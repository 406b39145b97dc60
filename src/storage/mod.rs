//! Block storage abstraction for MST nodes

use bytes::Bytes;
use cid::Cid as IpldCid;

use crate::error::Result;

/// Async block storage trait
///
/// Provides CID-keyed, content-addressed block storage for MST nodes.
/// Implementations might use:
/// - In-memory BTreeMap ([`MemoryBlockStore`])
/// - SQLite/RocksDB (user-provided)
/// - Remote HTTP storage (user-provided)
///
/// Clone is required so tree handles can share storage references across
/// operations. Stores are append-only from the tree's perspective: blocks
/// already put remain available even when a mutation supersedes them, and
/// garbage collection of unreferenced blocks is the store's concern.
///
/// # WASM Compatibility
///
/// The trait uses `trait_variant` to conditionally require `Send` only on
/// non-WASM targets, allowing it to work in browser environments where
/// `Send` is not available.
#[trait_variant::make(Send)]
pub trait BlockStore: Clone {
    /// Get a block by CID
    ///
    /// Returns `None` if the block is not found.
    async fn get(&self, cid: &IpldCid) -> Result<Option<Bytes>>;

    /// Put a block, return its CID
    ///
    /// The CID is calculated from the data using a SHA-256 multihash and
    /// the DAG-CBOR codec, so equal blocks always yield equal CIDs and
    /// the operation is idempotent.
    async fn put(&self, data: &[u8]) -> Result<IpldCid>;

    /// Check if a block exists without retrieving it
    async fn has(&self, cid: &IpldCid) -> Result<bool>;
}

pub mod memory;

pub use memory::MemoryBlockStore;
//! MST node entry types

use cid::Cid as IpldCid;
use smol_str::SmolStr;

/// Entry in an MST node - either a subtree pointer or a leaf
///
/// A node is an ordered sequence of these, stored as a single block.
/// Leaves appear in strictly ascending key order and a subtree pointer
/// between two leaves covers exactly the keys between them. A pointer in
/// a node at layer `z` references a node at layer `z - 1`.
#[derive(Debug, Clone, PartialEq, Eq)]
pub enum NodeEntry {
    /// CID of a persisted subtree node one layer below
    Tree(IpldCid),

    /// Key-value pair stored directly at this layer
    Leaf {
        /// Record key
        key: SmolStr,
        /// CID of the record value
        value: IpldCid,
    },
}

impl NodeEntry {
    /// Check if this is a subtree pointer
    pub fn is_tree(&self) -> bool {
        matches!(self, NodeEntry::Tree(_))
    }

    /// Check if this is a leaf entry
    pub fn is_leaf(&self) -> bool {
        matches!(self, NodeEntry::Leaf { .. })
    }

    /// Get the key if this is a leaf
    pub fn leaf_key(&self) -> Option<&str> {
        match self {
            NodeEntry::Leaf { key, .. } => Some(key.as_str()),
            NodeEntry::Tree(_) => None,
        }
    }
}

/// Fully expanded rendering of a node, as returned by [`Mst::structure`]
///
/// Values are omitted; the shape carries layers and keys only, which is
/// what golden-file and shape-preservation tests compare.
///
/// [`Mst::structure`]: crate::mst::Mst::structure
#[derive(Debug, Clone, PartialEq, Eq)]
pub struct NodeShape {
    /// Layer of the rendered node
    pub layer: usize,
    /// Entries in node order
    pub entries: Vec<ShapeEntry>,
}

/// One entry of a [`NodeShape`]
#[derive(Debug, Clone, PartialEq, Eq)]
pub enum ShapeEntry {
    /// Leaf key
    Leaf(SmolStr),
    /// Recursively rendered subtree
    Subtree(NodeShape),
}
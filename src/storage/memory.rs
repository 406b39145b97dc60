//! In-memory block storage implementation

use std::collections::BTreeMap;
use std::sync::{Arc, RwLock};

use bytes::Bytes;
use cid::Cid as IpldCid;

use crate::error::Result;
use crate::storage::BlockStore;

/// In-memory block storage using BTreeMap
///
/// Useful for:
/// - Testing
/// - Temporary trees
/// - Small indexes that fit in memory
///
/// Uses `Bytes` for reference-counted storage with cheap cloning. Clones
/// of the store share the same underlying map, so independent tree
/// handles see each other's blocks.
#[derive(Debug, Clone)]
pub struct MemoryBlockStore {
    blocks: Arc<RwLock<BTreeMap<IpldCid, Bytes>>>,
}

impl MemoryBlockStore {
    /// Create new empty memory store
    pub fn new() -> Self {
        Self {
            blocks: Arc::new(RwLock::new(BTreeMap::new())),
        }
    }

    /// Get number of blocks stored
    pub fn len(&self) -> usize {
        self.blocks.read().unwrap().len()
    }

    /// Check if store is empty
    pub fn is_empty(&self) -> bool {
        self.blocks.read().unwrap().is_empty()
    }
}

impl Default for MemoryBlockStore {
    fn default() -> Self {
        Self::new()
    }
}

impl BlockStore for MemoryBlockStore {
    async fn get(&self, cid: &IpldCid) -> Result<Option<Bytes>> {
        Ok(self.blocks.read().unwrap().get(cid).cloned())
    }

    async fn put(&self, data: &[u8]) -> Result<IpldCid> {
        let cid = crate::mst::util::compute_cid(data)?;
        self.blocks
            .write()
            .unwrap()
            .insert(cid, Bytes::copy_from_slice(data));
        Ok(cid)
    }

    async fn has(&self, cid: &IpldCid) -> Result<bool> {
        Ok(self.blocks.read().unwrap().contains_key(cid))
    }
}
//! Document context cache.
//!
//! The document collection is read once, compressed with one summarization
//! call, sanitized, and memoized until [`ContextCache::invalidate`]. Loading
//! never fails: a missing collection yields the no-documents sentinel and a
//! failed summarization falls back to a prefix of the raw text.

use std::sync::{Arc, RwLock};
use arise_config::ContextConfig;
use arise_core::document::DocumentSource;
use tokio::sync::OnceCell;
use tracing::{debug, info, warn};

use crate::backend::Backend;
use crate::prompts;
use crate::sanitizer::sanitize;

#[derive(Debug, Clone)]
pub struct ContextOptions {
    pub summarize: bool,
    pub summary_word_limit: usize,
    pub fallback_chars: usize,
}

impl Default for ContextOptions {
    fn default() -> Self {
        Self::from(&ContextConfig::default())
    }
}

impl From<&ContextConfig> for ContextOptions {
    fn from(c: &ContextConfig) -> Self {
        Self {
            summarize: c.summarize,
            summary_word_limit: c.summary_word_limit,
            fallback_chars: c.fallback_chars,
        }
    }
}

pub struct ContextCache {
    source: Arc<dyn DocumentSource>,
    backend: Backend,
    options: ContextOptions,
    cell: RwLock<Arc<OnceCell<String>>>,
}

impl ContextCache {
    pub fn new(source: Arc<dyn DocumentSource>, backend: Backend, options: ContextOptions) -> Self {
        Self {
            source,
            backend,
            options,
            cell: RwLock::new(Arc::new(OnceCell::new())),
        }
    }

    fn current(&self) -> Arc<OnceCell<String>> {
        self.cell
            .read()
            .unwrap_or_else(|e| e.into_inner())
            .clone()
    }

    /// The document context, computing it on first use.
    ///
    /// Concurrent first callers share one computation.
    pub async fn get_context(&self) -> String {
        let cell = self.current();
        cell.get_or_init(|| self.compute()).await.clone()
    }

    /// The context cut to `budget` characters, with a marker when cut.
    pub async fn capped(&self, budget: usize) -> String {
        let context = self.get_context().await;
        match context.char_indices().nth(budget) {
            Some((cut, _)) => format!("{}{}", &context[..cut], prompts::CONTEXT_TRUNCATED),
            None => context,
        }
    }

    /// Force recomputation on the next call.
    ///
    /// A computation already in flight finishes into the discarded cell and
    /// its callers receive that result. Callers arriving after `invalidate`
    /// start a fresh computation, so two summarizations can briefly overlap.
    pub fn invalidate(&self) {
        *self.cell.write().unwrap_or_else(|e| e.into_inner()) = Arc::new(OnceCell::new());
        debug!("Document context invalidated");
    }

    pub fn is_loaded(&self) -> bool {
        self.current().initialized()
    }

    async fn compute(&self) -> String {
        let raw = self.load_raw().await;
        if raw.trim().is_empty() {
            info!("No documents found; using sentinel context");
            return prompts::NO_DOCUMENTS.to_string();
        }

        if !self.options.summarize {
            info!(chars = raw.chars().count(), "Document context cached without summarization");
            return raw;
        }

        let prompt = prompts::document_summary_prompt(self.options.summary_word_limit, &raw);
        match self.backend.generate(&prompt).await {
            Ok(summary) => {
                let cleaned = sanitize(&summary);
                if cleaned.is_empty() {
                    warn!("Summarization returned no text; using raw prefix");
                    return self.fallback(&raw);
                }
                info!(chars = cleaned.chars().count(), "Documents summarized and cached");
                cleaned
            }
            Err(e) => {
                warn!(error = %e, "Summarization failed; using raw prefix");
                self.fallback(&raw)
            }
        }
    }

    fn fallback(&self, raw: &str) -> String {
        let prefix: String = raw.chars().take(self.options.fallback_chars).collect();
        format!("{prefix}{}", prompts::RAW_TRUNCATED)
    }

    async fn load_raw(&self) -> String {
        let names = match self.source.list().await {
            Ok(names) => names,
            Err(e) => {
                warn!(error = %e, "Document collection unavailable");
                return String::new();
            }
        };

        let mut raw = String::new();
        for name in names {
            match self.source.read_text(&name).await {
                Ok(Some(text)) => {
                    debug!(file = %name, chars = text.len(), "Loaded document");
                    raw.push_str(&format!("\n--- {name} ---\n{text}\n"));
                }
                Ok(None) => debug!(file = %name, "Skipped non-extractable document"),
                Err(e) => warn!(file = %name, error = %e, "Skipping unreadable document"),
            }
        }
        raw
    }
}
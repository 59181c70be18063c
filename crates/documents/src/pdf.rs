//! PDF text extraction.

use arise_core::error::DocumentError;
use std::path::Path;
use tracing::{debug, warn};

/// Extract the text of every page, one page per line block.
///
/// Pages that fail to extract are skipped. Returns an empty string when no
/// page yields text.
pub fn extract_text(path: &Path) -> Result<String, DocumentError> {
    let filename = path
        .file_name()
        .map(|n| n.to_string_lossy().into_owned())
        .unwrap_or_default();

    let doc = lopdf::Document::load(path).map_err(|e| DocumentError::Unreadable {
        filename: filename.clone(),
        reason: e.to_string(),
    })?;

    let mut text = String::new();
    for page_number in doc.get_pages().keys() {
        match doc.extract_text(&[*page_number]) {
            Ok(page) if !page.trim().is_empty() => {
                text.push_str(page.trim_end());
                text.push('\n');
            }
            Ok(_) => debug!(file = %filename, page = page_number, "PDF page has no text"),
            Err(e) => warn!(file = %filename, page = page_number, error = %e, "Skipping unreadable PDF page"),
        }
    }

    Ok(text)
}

==========

> [Task to carry out] Copy out each line in the listing that has the word "WASM".

> [Response box]
/// # WASM Compatibility
/// non-WASM targets, allowing it to work in browser environments where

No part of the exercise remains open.